Kata-katanya membuatku berpikir. Selama ini, aku terlalu fokus pada harapan dan beban yang diberikan orang lain, sehingga aku lupa untuk mempertimbangkan diriku sendiri. Apakah aku benar-benar mencintai Adrian, atau akukah yang mencintai ide tentang apa yang bisa dia lakukan untuk keluargaku?

Satu jam kemudian Adrian datang dan tanpa menyapa ku. Aku bisa merasakan ketegangan di antara kami. Jujur karena dia sudah membaca obrolan ku dengan ibuku kalau mendekat Adrian hanya lah sebuah bagian dari rencana. Tapi itu bukan lah rencana ku.

Sebagai sekretaris seorang CEO tentu saja aku harus menjaga profesionalitas saat di kantor. Jadi aku pun harus bisa menjaga bicara ku saat berada di kantor. Aku tak mau ada kesalahan. 

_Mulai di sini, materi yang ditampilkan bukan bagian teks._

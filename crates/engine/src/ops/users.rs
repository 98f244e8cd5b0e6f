use argon2::{
    Argon2, PasswordHash, PasswordHasher, PasswordVerifier, password_hash::SaltString,
};
use chrono::Utc;
use sea_orm::{ActiveValue, QueryFilter, TransactionTrait, prelude::*};
use uuid::Uuid;

use crate::{Currency, EngineError, ResultEngine, Scope, User, users, util};

use super::{Engine, with_tx};

const MIN_PASSWORD_LEN: usize = 8;
const MAX_FULL_NAME_LEN: usize = 100;

fn hash_password(password: &str) -> ResultEngine<String> {
    let salt = SaltString::encode_b64(Uuid::new_v4().as_bytes())
        .map_err(|err| EngineError::PasswordHash(err.to_string()))?;
    Argon2::default()
        .hash_password(password.as_bytes(), &salt)
        .map(|hash| hash.to_string())
        .map_err(|err| EngineError::PasswordHash(err.to_string()))
}

fn verify_password(password: &str, hash: &str) -> bool {
    PasswordHash::new(hash).is_ok_and(|parsed| {
        Argon2::default()
            .verify_password(password.as_bytes(), &parsed)
            .is_ok()
    })
}

impl Engine {
    /// Creates an account with a password login.
    pub async fn register_user(
        &self,
        email: &str,
        full_name: &str,
        password: &str,
        default_currency: Option<Currency>,
    ) -> ResultEngine<User> {
        let email = util::normalize_email(email)?;
        let full_name = util::normalize_required_name(full_name, "full", MAX_FULL_NAME_LEN)?;
        if password.chars().count() < MIN_PASSWORD_LEN {
            return Err(EngineError::InvalidValue(format!(
                "password must be at least {MIN_PASSWORD_LEN} characters"
            )));
        }
        let password_hash = hash_password(password)?;

        let model = with_tx!(self, |db_tx| {
            let exists = users::Entity::find()
                .filter(users::Column::Email.eq(email.clone()))
                .one(&db_tx)
                .await?
                .is_some();
            if exists {
                return Err(EngineError::ExistingKey(email));
            }

            let now = Utc::now();
            let active = users::ActiveModel {
                id: ActiveValue::Set(Uuid::new_v4()),
                email: ActiveValue::Set(email.clone()),
                full_name: ActiveValue::Set(full_name),
                password_hash: ActiveValue::Set(password_hash),
                default_currency: ActiveValue::Set(
                    default_currency.unwrap_or_default().code().to_string(),
                ),
                active_family_id: ActiveValue::Set(None),
                created_at: ActiveValue::Set(now),
                updated_at: ActiveValue::Set(now),
            };
            Ok(active.insert(&db_tx).await?)
        })?;

        tracing::info!("registered user {}", model.id);
        User::try_from(model)
    }

    /// Checks an email/password pair. Unknown emails and wrong passwords are
    /// indistinguishable to the caller.
    pub async fn authenticate(&self, email: &str, password: &str) -> ResultEngine<User> {
        let email = email.trim().to_lowercase();
        let model = users::Entity::find()
            .filter(users::Column::Email.eq(email))
            .one(&self.database)
            .await?
            .ok_or(EngineError::InvalidCredentials)?;
        if !verify_password(password, &model.password_hash) {
            return Err(EngineError::InvalidCredentials);
        }
        User::try_from(model)
    }

    pub async fn user(&self, actor: Uuid) -> ResultEngine<User> {
        with_tx!(self, |db_tx| {
            let model = self.require_user(&db_tx, actor).await?;
            User::try_from(model)
        })
    }

    pub async fn update_profile(
        &self,
        actor: Uuid,
        full_name: Option<&str>,
        default_currency: Option<Currency>,
    ) -> ResultEngine<User> {
        with_tx!(self, |db_tx| {
            let model = self.require_user(&db_tx, actor).await?;
            let mut active: users::ActiveModel = model.into();
            if let Some(name) = full_name {
                let name = util::normalize_required_name(name, "full", MAX_FULL_NAME_LEN)?;
                active.full_name = ActiveValue::Set(name);
            }
            if let Some(currency) = default_currency {
                active.default_currency = ActiveValue::Set(currency.code().to_string());
            }
            active.updated_at = ActiveValue::Set(Utc::now());
            let model = active.update(&db_tx).await?;
            User::try_from(model)
        })
    }

    /// The scope the actor's requests currently run in.
    pub async fn current_scope(&self, actor: Uuid) -> ResultEngine<Scope> {
        with_tx!(self, |db_tx| {
            let (_, scope) = self.actor_scope(&db_tx, actor).await?;
            Ok(scope)
        })
    }
}

#[cfg(test)]
mod tests {
    use super::*;

    #[test]
    fn password_hash_verifies_only_the_same_password() {
        let hash = hash_password("correct horse").unwrap();
        assert!(hash.starts_with("$argon2"));
        assert!(verify_password("correct horse", &hash));
        assert!(!verify_password("wrong horse", &hash));
        assert!(!verify_password("correct horse", "not a hash"));
    }
}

Aku harus masuk ke ruang Adrian karena ada yang perlu ku sampaikan. 

“Permisi, Pak. Ada yang perlu kamu tanda tangani,” kata ku.

Wajah Adrian masih dingin.

Adrian menatapku tanpa berbicara, dan aku merasakan jantungku berdebar kencang. Meskipun kami berada di lingkungan kerja, suasana antara kami terasa sangat pribadi, sangat emosional. Aku berusaha menenangkan diriku sendiri dan tetap fokus pada tugas yang ada.

“Ini dokumen untuk proyek yang akan dimulai minggu depan,” lanjutku, berusaha menjaga nada suaraku tetap profesional.

 “Jika tidak ada yang perlu dibahas, saya bisa menunggu di sini.”

Dia mengangguk pelan, lalu mengambil dokumen yang kuajukan. Namun, sebelum menandatangani, dia menatapku dengan tajam.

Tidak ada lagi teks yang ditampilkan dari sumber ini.